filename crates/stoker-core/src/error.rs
use thiserror::Error;

#[derive(Debug, Error)]
pub enum StokerError {
    #[error("action not found in catalog: {0}")]
    ActionNotFound(String),

    #[error("duplicate action name '{0}' in catalog")]
    DuplicateAction(String),

    #[error("chained action '{0}' has an empty step list")]
    EmptyChain(String),

    #[error("action '{name}' declares chain={declared} but its key is {actual}")]
    ChainShapeMismatch {
        name: String,
        declared: bool,
        actual: &'static str,
    },

    #[error("invalid namespace '{0}': expected images, pdfs, ms_office, ms_word, text, all, or none")]
    InvalidNamespace(String),

    #[error("backend returned status {status} for {endpoint}")]
    Backend { status: u16, endpoint: &'static str },

    #[error(transparent)]
    Http(#[from] reqwest::Error),

    #[error(transparent)]
    Io(#[from] std::io::Error),

    #[error(transparent)]
    Yaml(#[from] serde_yaml::Error),
}

pub type Result<T> = std::result::Result<T, StokerError>;
use crate::output::print_json;
use crate::root;
use anyhow::Context;
use std::path::Path;
use stoker_core::catalog::Catalog;
use stoker_core::dispatch::Dispatcher;
use stoker_core::params::ParameterStore;
use stoker_core::payload::build_payload;

pub fn run(
    catalog_path: Option<&Path>,
    name: &str,
    params: &[String],
    backend: Option<&str>,
    dry_run: bool,
    json: bool,
) -> anyhow::Result<()> {
    let path = root::resolve_catalog(catalog_path)?;
    let catalog =
        Catalog::load(&path).with_context(|| format!("failed to load {}", path.display()))?;
    let action = catalog.find(name)?;

    let mut store = ParameterStore::new();
    for pair in params {
        let (key, value) = pair
            .split_once('=')
            .with_context(|| format!("malformed parameter '{pair}': expected KEY=VALUE"))?;
        store.set(&action.name, key, value);
    }

    let snapshot = store.snapshot_for(&action.name);
    let payload = build_payload(action, &snapshot);
    let endpoint = Dispatcher::endpoint(action.is_chained());

    if dry_run {
        if json {
            return print_json(&serde_json::json!({
                "endpoint": endpoint,
                "payload": payload,
            }));
        }
        println!("POST {endpoint}");
        println!("{}", serde_json::to_string_pretty(&payload)?);
        return Ok(());
    }

    let base_url = backend.unwrap_or(&catalog.backend);
    let dispatcher = Dispatcher::new(base_url);
    let chained = action.is_chained();

    // One trigger, one request. The join handle is awaited only so the
    // process outlives the send; the outcome is not inspected, and a failed
    // send surfaces as a warning log, never as a nonzero exit.
    let rt = tokio::runtime::Runtime::new()?;
    rt.block_on(async {
        let _ = dispatcher.fire(chained, payload).await;
    });

    if json {
        return print_json(&serde_json::json!({
            "dispatched": action.name,
            "endpoint": endpoint,
            "backend": base_url,
        }));
    }
    println!("dispatched '{}' to {base_url}{endpoint}", action.name);
    Ok(())
}
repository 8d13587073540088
use std::collections::{BTreeMap, HashMap};

/// Session-local store of the latest user-entered value per
/// (action, parameter name) pair.
///
/// Created empty at session start and never persisted; values live until
/// overwritten or the session ends. The payload builder reads an owned
/// snapshot at dispatch time and never mutates the store.
#[derive(Debug, Default)]
pub struct ParameterStore {
    values: HashMap<String, BTreeMap<String, String>>,
}

impl ParameterStore {
    pub fn new() -> Self {
        Self::default()
    }

    /// Insert or overwrite the value for (action, param). Setting the same
    /// value twice is observably a no-op.
    pub fn set(&mut self, action: &str, param: &str, value: &str) {
        self.values
            .entry(action.to_string())
            .or_default()
            .insert(param.to_string(), value.to_string());
    }

    /// Owned copy of the current values for `action`. Unknown actions yield
    /// an empty map; mutating the returned map does not touch the store.
    pub fn snapshot_for(&self, action: &str) -> BTreeMap<String, String> {
        self.values.get(action).cloned().unwrap_or_default()
    }
}
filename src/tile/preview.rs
use smallvec::SmallVec;
use strum::Display;

use super::{Tile, Tilemap};
use crate::{
    log,
    render::PictureHandle,
    sim::{CityModel, Construction, LandOverlay, OverlayRef},
    utils::coords::{Cell, Footprint},
};

// ----------------------------------------------
// PreviewTiles
// ----------------------------------------------

// Shadow copies of authoritative tiles describing a pending edit.
// Kept in creation order; lookups are by cell.
#[derive(Default)]
pub struct PreviewTiles {
    tiles: SmallVec<[Tile; 16]>,
}

impl PreviewTiles {
    #[inline]
    pub fn find(&self, cell: Cell) -> Option<&Tile> {
        self.tiles.iter().find(|tile| tile.cell() == cell)
    }

    #[inline]
    pub fn len(&self) -> usize {
        self.tiles.len()
    }

    #[inline]
    pub fn is_empty(&self) -> bool {
        self.tiles.is_empty()
    }

    #[inline]
    pub fn iter(&self) -> std::slice::Iter<'_, Tile> {
        self.tiles.iter()
    }

    #[inline]
    fn push(&mut self, tile: Tile) {
        debug_assert!(self.find(tile.cell()).is_none(), "Duplicate preview tile at {}", tile.cell());
        self.tiles.push(tile);
    }
}

// ----------------------------------------------
// ToolState
// ----------------------------------------------

// At most one tool is armed at any time.
#[derive(Default, Display)]
pub enum ToolState {
    #[default]
    None,
    Build(Box<dyn Construction>),
    Remove,
}

// ----------------------------------------------
// is_buildable
// ----------------------------------------------

// Whole footprint inside the map and accepted by the construction.
// Build previews and build commits both go through this check.
#[inline]
pub fn is_buildable(construction: &dyn Construction, tilemap: &Tilemap, cell: Cell) -> bool {
    Footprint::new(cell, construction.size()).is_within_bounds(tilemap.size())
        && construction.can_build(tilemap, cell)
}

// ----------------------------------------------
// PreviewOverlay
// ----------------------------------------------

pub struct PreviewOverlay {
    tool: ToolState,
    tiles: PreviewTiles,
    cleared_land_picture: PictureHandle,
}

impl PreviewOverlay {
    pub fn new(cleared_land_picture: PictureHandle) -> Self {
        Self {
            tool: ToolState::None,
            tiles: PreviewTiles::default(),
            cleared_land_picture,
        }
    }

    #[inline]
    pub fn tool(&self) -> &ToolState {
        &self.tool
    }

    #[inline]
    pub fn tiles(&self) -> &PreviewTiles {
        &self.tiles
    }

    #[inline]
    pub fn cleared_land_picture(&self) -> PictureHandle {
        self.cleared_land_picture
    }

    #[inline]
    pub fn build_instance(&self) -> Option<&dyn Construction> {
        match &self.tool {
            ToolState::Build(construction) => Some(&**construction),
            _ => None,
        }
    }

    #[inline]
    pub fn is_build_armed(&self) -> bool {
        matches!(self.tool, ToolState::Build(_))
    }

    #[inline]
    pub fn is_remove_armed(&self) -> bool {
        matches!(self.tool, ToolState::Remove)
    }

    pub fn set_build_instance(&mut self, construction: Box<dyn Construction>) {
        self.discard();
        self.tool = ToolState::Build(construction);
    }

    pub fn set_remove_tool(&mut self) {
        self.discard();
        self.tool = ToolState::Remove;
    }

    // Disarms whichever tool is armed. Returns the previous tool state.
    pub fn clear_tool(&mut self) -> ToolState {
        self.discard();
        std::mem::take(&mut self.tool)
    }

    pub fn discard(&mut self) {
        self.tiles = PreviewTiles::default();
    }

    // Refreshes the preview for whichever tool is armed.
    pub fn update(&mut self, city: &dyn CityModel, cell: Cell) {
        self.preview_build(city.tilemap(), cell);
        self.preview_remove(city, cell);
    }

    // Previews the armed build instance anchored at `cell`. Nothing is
    // previewed unless the whole footprint is inside the map and buildable.
    pub fn preview_build(&mut self, tilemap: &Tilemap, cell: Cell) {
        let ToolState::Build(construction) = &self.tool else {
            return;
        };

        self.tiles = PreviewTiles::default();

        if !is_buildable(&**construction, tilemap, cell) {
            return;
        }

        let footprint = Footprint::new(cell, construction.size());

        let picture = construction.picture();

        for footprint_cell in &footprint {
            let mut tile = *tilemap.tile(footprint_cell);
            tile.set_picture(picture);
            tile.set_master_cell(Some(footprint.anchor));
            tile.terrain_mut().set_overlay(Some(OverlayRef::BuildCandidate));
            self.tiles.push(tile);
        }

        debug_assert!(self.tiles.len() == footprint.cell_count());
    }

    // Previews what clearing the land at `cell` would leave behind.
    pub fn preview_remove(&mut self, city: &dyn CityModel, cell: Cell) {
        if !self.is_remove_armed() {
            return;
        }

        self.discard();

        let tilemap = city.tilemap();
        let Some(cursor_tile) = tilemap.try_tile(cell) else {
            return;
        };

        if !cursor_tile.terrain().is_destructible() {
            return;
        }

        let overlay_footprint = cursor_tile.terrain().overlay().and_then(|overlay_ref| {
            match overlay_ref {
                OverlayRef::Placed(key) => {
                    let overlay = city.overlay(key);
                    if overlay.is_none() {
                        log::warn!(log::channel!("preview"), "Tile {cell} references missing {key}.");
                    }
                    overlay.map(|overlay| overlay.footprint())
                }
                OverlayRef::BuildCandidate => {
                    log::warn!(log::channel!("preview"), "Authoritative tile {cell} references the build candidate.");
                    None
                }
            }
        });

        match overlay_footprint {
            // Lonely decoration, e.g. a tree.
            None => {
                let mut tile = *cursor_tile;
                tile.set_picture(self.cleared_land_picture);
                tile.set_master_cell(None);
                self.tiles.push(tile);
            }
            // Whole structure goes away; each cell becomes single cleared land.
            Some(footprint) => {
                for footprint_cell in &footprint {
                    if let Some(authoritative) = tilemap.try_tile(footprint_cell) {
                        let mut tile = *authoritative;
                        tile.set_picture(self.cleared_land_picture);
                        tile.set_master_cell(None);
                        tile.terrain_mut().set_overlay(None);
                        self.tiles.push(tile);
                    }
                }
            }
        }
    }
}

// ----------------------------------------------
// TileSource
// ----------------------------------------------

// Read-only view of the map with the preview copies layered on top.
// Borrowing the preview keeps tile references from outliving a rebuild.
#[derive(Copy, Clone)]
pub struct TileSource<'a> {
    city: &'a dyn CityModel,
    preview: Option<&'a PreviewTiles>,
    build_instance: Option<&'a dyn Construction>,
}

impl<'a> TileSource<'a> {
    pub fn new(city: &'a dyn CityModel, preview: &'a PreviewOverlay, preview_enabled: bool) -> Self {
        Self {
            city,
            preview: if preview_enabled { Some(preview.tiles()) } else { None },
            build_instance: preview.build_instance(),
        }
    }

    // Authoritative tiles only.
    pub fn without_preview(city: &'a dyn CityModel) -> Self {
        Self { city, preview: None, build_instance: None }
    }

    #[inline]
    pub fn tilemap(&self) -> &'a Tilemap {
        self.city.tilemap()
    }

    #[inline]
    pub fn map_size(&self) -> i32 {
        self.city.tilemap().size()
    }

    // Caller guarantees `cell` is within bounds.
    #[inline]
    pub fn resolve(&self, cell: Cell) -> &'a Tile {
        if let Some(tile) = self.preview.and_then(|preview| preview.find(cell)) {
            return tile;
        }
        self.city.tilemap().tile(cell)
    }

    #[inline]
    pub fn try_resolve(&self, cell: Cell) -> Option<&'a Tile> {
        if self.city.tilemap().is_cell_within_bounds(cell) {
            Some(self.resolve(cell))
        } else {
            None
        }
    }

    // Resolves the master tile of a multi-tile footprint, or the tile
    // itself for single tiles.
    #[inline]
    pub fn resolve_master(&self, tile: &'a Tile) -> &'a Tile {
        match tile.master_cell() {
            Some(master_cell) if master_cell != tile.cell() => self.resolve(master_cell),
            _ => tile,
        }
    }

    pub fn overlay(&self, overlay_ref: OverlayRef) -> Option<&'a dyn LandOverlay> {
        match overlay_ref {
            OverlayRef::Placed(key) => self.city.overlay(key),
            OverlayRef::BuildCandidate => self.build_instance.map(|construction| construction as &dyn LandOverlay),
        }
    }

    #[inline]
    pub fn tile_overlay(&self, tile: &Tile) -> Option<&'a dyn LandOverlay> {
        tile.terrain().overlay().and_then(|overlay_ref| self.overlay(overlay_ref))
    }
}
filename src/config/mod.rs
use std::path::Path;
use serde::{Serialize, Deserialize, de::DeserializeOwned};

use crate::{
    log,
    tile::rendering::TileMapRenderFlags,
};

#[cfg(test)]
mod tests;

// ----------------------------------------------
// Configs
// ----------------------------------------------

pub const CONFIGS_DIR_PATH: &str = "assets/configs";

pub trait Configs {
    fn post_load(&mut self) {
    }

    // Saves current configs to `CONFIGS_DIR_PATH/<name>.json`.
    fn save_file(&self, config_file_name: &str) -> bool
        where Self: Configs + Sized + Serialize
    {
        debug_assert!(!config_file_name.is_empty());

        let config_json_path = Path::new(CONFIGS_DIR_PATH)
            .join(config_file_name)
            .with_extension("json");

        // First make sure the save directory exists. Ignore any errors since
        // this function might fail if any element of the path already exists.
        let _ = std::fs::create_dir_all(CONFIGS_DIR_PATH);

        self.save_to_path(&config_json_path)
    }

    fn save_to_path(&self, config_json_path: &Path) -> bool
        where Self: Configs + Sized + Serialize
    {
        let json = match serde_json::to_string_pretty(self) {
            Ok(json) => json,
            Err(err) => {
                log::error!(log::channel!("config"), "Failed to serialize config file {config_json_path:?}: {err}");
                return false;
            }
        };

        if let Err(err) = std::fs::write(config_json_path, json) {
            log::error!(log::channel!("config"), "Failed to write config file {config_json_path:?}: {err}");
            return false;
        }

        true
    }

    // Either succeeds loading `CONFIGS_DIR_PATH/<name>.json` or returns a default config.
    fn load_file<T>(config_file_name: &str) -> T
        where T: Configs + Sized + Default + DeserializeOwned
    {
        debug_assert!(!config_file_name.is_empty());

        let config_json_path = Path::new(CONFIGS_DIR_PATH)
            .join(config_file_name)
            .with_extension("json");

        Self::load_from_path(&config_json_path)
    }

    fn load_from_path<T>(config_json_path: &Path) -> T
        where T: Configs + Sized + Default + DeserializeOwned
    {
        let mut configs = match std::fs::read_to_string(config_json_path) {
            Ok(json) => match Self::from_json_str::<T>(&json) {
                Ok(configs) => configs,
                Err(err) => {
                    log::error!(log::channel!("config"), "Failed to deserialize config file from path {config_json_path:?}: {err}");
                    T::default()
                }
            },
            Err(err) => {
                log::error!(log::channel!("config"), "Failed to read config file from path {config_json_path:?}: {err}");
                T::default()
            }
        };

        configs.post_load();
        configs
    }

    fn from_json_str<T>(json: &str) -> Result<T, String>
        where T: Configs + Sized + DeserializeOwned
    {
        serde_json::from_str::<T>(json).map_err(|err| err.to_string())
    }
}

// ----------------------------------------------
// PictureRef
// ----------------------------------------------

// Picture named by group and index, resolved through a PictureCache.
#[derive(Clone, Debug, PartialEq, Eq, Serialize, Deserialize)]
pub struct PictureRef {
    pub group: String,
    pub index: u32,
}

impl PictureRef {
    pub fn new(group: &str, index: u32) -> Self {
        Self { group: group.to_string(), index }
    }
}

impl std::fmt::Display for PictureRef {
    fn fmt(&self, f: &mut std::fmt::Formatter) -> std::fmt::Result {
        write!(f, "(\"{}\", {})", self.group, self.index)
    }
}

// ----------------------------------------------
// TileMapViewConfigs
// ----------------------------------------------

#[derive(Clone, Debug, PartialEq, Serialize, Deserialize)]
#[serde(default)] // Missing fields in the config file get defaults from TileMapViewConfigs::default().
pub struct TileMapViewConfigs {
    // Picture shown on cells the remove tool would clear.
    pub cleared_land_picture: PictureRef,

    // Info boxes are centered horizontally, this far from the top.
    pub info_box_top_margin: i32,

    pub preview_enabled: bool,
    pub render_flags: TileMapRenderFlags,

    // Applied process wide on load.
    pub log: log::LogSettings,
}

impl Default for TileMapViewConfigs {
    fn default() -> Self {
        Self {
            cleared_land_picture: PictureRef::new("land1a", 1),
            info_box_top_margin: 10,
            preview_enabled: true,
            render_flags: TileMapRenderFlags::default(),
            log: log::LogSettings::default(),
        }
    }
}

impl Configs for TileMapViewConfigs {
    fn post_load(&mut self) {
        log::apply_settings(&self.log);
    }
}
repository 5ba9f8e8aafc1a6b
pub mod input;
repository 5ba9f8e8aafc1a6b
use smallvec::SmallVec;

use crate::{
    render::PictureHandle,
    tile::Tilemap,
    utils::coords::Cell,
};

pub mod overlay;
pub use overlay::{
    Construction,
    InfoBox,
    InfoBoxHost,
    LandOverlay,
    OverlayKey,
    OverlayRef,
    OverlayStore,
};

// ----------------------------------------------
// Walker
// ----------------------------------------------

pub type WalkerPictureList = SmallVec<[Option<PictureHandle>; 4]>;

// A moving actor (citizen, cart, animal...).
pub trait Walker {
    // Cell the walker is currently in.
    fn cell(&self) -> Cell;

    // Position in sub-tile units (see coords::SUBTILES_PER_CELL).
    fn subtile_pos(&self) -> (i32, i32);

    // Pictures for the current animation frame, back to front.
    fn pictures(&self, list: &mut WalkerPictureList);

    #[inline]
    fn depth(&self) -> i32 {
        self.cell().depth()
    }
}

// ----------------------------------------------
// CityModel
// ----------------------------------------------

// The authoritative world state the view reads from and commits edits to.
pub trait CityModel {
    fn tilemap(&self) -> &Tilemap;

    fn overlay(&self, key: OverlayKey) -> Option<&dyn LandOverlay>;

    // Walkers in simulation order. The list must not change while it is
    // being visited.
    fn visit_walkers(&self, visitor: &mut dyn FnMut(&dyn Walker));

    fn build(&mut self, construction: &dyn Construction, cell: Cell);

    fn clear_land(&mut self, cell: Cell);
}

-------------------------

* **PROBLEM STATEMENT**
Reproduce, word for word and in full, only the lines above that start at the line with "self.city.tilemap().tile(cell)" and run through the line with "Some(master_cell) if master_cell", both ends included.

* **RESULT OF THIS TASK**
        self.city.tilemap().tile(cell)
    }

    #[inline]
    pub fn try_resolve(&self, cell: Cell) -> Option<&'a Tile> {
        if self.city.tilemap().is_cell_within_bounds(cell) {
            Some(self.resolve(cell))
        } else {
            None
        }
    }

    // Resolves the master tile of a multi-tile footprint, or the tile
    // itself for single tiles.
    #[inline]
    pub fn resolve_master(&self, tile: &'a Tile) -> &'a Tile {
        match tile.master_cell() {
            Some(master_cell) if master_cell != tile.cell() => self.resolve(master_cell),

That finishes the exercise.